Based on Juniper’s third generation of high-density silicon, the company said the new T-series platform offers multi-terabit scaling at four times faster than the competition at a cheaper price.
For example, Cisco’s latest router, being used by Cox Communications , the 12416 has switching capacity of 320 Gigabits per second (Gbps), with 20 Gbps (10 Gbps full duplex) capacity per slot.
In a stand-alone configuration, the T640 Internet Routing Node supports 32 OC-192c/STM-64 ports in a half-rack chassis, and offers eight 40 Gbps slots.
The T640 Internet Routing Node enables 640 Gbps through the customer-facing ports and provides for 1280 Gbps through the rear of the chassis via an optical backplane extension. This nonblocking, any-to-any, multichassis configuration enables multiple T640 Internet Routing Nodes to interconnect and operate as a single router, while preserving valuable revenue-generating ports. Juniper said its Networks Matrix Technology will enable eight or more T640 Internet Routing Nodes to be connected in an Internet Routing Matrix to deliver 10 or more terabits of throughput, split equally between the front-panel Wide Area Network (WAN) ports and the matrix optical backplane extension.
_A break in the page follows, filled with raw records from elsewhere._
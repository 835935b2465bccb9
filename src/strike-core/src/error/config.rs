use crate::error::structured_file::StructuredFileError;
use candid::types::principal::PrincipalError;
use std::path::PathBuf;
use thiserror::Error;

#[derive(Error, Debug)]
pub enum ConfigError {
    #[error("Cannot find home directory (is HOME set?)")]
    NoHomeInEnvironment,

    #[error("Failed to load configuration from {0}")]
    LoadConfigFailed(Box<PathBuf>, #[source] StructuredFileError),

    #[error("Failed to save configuration to {0}")]
    SaveConfigFailed(Box<PathBuf>, #[source] StructuredFileError),

    #[error("Invalid host url '{0}'")]
    InvalidHost(String, #[source] url::ParseError),

    #[error("Invalid provider url '{0}'")]
    InvalidProviderUrl(String, #[source] url::ParseError),

    #[error("Invalid canister id '{0}'")]
    InvalidCanisterId(String, #[source] PrincipalError),

    #[error("Unknown connector '{0}'")]
    UnknownConnector(String),
}
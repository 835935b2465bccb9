use crate::error::wallet::WalletError;
use crate::wallet::network::NetworkType;
use std::fmt;

#[derive(Clone, Copy, Debug, PartialEq, Eq)]
pub enum AddressType {
    P2pkh,
    P2wpkh,
    P2tr,
    P2shP2wpkh,
}

impl fmt::Display for AddressType {
    fn fmt(&self, f: &mut fmt::Formatter<'_>) -> fmt::Result {
        f.write_str(match self {
            AddressType::P2pkh => "P2PKH",
            AddressType::P2wpkh => "P2WPKH",
            AddressType::P2tr => "P2TR",
            AddressType::P2shP2wpkh => "P2SH_P2WPKH",
        })
    }
}

/// Classifies a Bitcoin address by its prefix.
pub fn address_type(address: &str) -> Result<(AddressType, NetworkType), WalletError> {
    const PREFIXES: &[(&str, AddressType, NetworkType)] = &[
        ("bc1q", AddressType::P2wpkh, NetworkType::Mainnet),
        ("bc1p", AddressType::P2tr, NetworkType::Mainnet),
        ("1", AddressType::P2pkh, NetworkType::Mainnet),
        ("3", AddressType::P2shP2wpkh, NetworkType::Mainnet),
        ("tb1q", AddressType::P2wpkh, NetworkType::Testnet),
        ("m", AddressType::P2pkh, NetworkType::Testnet),
        ("n", AddressType::P2pkh, NetworkType::Testnet),
        ("2", AddressType::P2shP2wpkh, NetworkType::Testnet),
        ("tb1p", AddressType::P2tr, NetworkType::Testnet),
    ];
    PREFIXES
        .iter()
        .find(|(prefix, _, _)| address.starts_with(prefix))
        .map(|(_, address_type, network)| (*address_type, *network))
        .ok_or_else(|| WalletError::UnknownAddress(address.to_string()))
}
The company also said its JUNOS Internet software allows better migration from existing M-series platforms to the new T-series. Juniper said the software has support for multiprotocol label switching and hardware-based IPv6 forwarding, which Juniper has been working on for months.
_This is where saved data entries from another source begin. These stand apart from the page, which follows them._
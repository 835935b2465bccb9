use serde::{Deserialize, Serialize};
use std::fmt;

/// Trust classification of an action, a website or an interstitial.
///
/// The variants are ordered by severity so that `max` yields the worse of two
/// classifications.
#[derive(Clone, Copy, Debug, PartialEq, Eq, PartialOrd, Ord, Hash, Serialize, Deserialize)]
#[serde(rename_all = "lowercase")]
pub enum ActionState {
    Trusted,
    Unknown,
    Malicious,
}

impl ActionState {
    /// Worst-of merge: `malicious` > `unknown` > `trusted`.
    pub fn merge(self, other: ActionState) -> ActionState {
        self.max(other)
    }
}

impl fmt::Display for ActionState {
    fn fmt(&self, f: &mut fmt::Formatter<'_>) -> fmt::Result {
        f.write_str(match self {
            ActionState::Trusted => "trusted",
            ActionState::Unknown => "unknown",
            ActionState::Malicious => "malicious",
        })
    }
}

#[derive(Clone, Copy, Debug, Default, PartialEq, Eq, Serialize, Deserialize)]
#[serde(rename_all = "kebab-case")]
pub enum SecurityLevel {
    #[default]
    OnlyTrusted,
    NonMalicious,
    #[serde(alias = "all")]
    Everything,
}

#[derive(Clone, Copy, Debug, PartialEq, Eq, Hash, Serialize, Deserialize)]
#[serde(rename_all = "lowercase")]
pub enum Source {
    Websites,
    Interstitials,
    Actions,
}

/// One security level per source category.
#[derive(Clone, Copy, Debug, Default, PartialEq, Eq, Serialize, Deserialize)]
pub struct NormalizedSecurityLevel {
    pub websites: SecurityLevel,
    pub interstitials: SecurityLevel,
    pub actions: SecurityLevel,
}

impl NormalizedSecurityLevel {
    pub fn uniform(level: SecurityLevel) -> Self {
        NormalizedSecurityLevel {
            websites: level,
            interstitials: level,
            actions: level,
        }
    }

    pub fn for_source(&self, source: Source) -> SecurityLevel {
        match source {
            Source::Websites => self.websites,
            Source::Interstitials => self.interstitials,
            Source::Actions => self.actions,
        }
    }
}

/// Either a single level applied to every source, or one level per source.
#[derive(Clone, Copy, Debug, PartialEq, Eq, Serialize, Deserialize)]
#[serde(untagged)]
pub enum SecurityLevelConfig {
    All(SecurityLevel),
    PerSource(NormalizedSecurityLevel),
}

impl Default for SecurityLevelConfig {
    fn default() -> Self {
        SecurityLevelConfig::All(SecurityLevel::default())
    }
}

impl SecurityLevelConfig {
    pub fn normalize(&self) -> NormalizedSecurityLevel {
        match self {
            SecurityLevelConfig::All(level) => NormalizedSecurityLevel::uniform(*level),
            SecurityLevelConfig::PerSource(levels) => *levels,
        }
    }
}

pub fn check_security(state: ActionState, level: SecurityLevel) -> bool {
    match level {
        SecurityLevel::OnlyTrusted => state == ActionState::Trusted,
        SecurityLevel::NonMalicious => state != ActionState::Malicious,
        SecurityLevel::Everything => true,
    }
}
Juniper said the configuration of the two helps system administrators by giving them a platform for a wide range of services from Private IP and 2.5G/3G mobile, to asynchronous transfer mode (ATM) and Frame Relay migration.
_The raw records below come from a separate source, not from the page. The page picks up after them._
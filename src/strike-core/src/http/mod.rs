pub mod get;
pub mod post;
pub mod retryable;

use backoff::exponential::ExponentialBackoff;
use backoff::{ExponentialBackoffBuilder, SystemClock};
use std::time::Duration;

/// Back-off used for idempotent fetches (action descriptors, `actions.json`).
pub fn default_retry_policy() -> ExponentialBackoff<SystemClock> {
    ExponentialBackoffBuilder::new()
        .with_initial_interval(Duration::from_millis(250))
        .with_max_interval(Duration::from_secs(2))
        .with_max_elapsed_time(Some(Duration::from_secs(10)))
        .build()
}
Currently, the T640 platform is being used by four new Juniper customers including Verio, France Telecom Research and Development and the National Science Foundation’s TeraGrid Project. It has also been selected for the next-generation Internet2 Abilene network.
“With over 200 of the leading U.S. research universities and laboratories using the Abilene network to meet their advanced networking requirements, we need a platform that provides support for scalable, high-performance Internet Protocol version 6 (IPv6), multicast and gigabit-per-second unicast flows,” said Steve Corbato, director of backbone network infrastructure for Internet2. “Our stringent testing concluded that the Juniper Networks T640 platform best meets our needs today and provides us with the cost-effective scalability we will need to meet our aggressive future requirements.”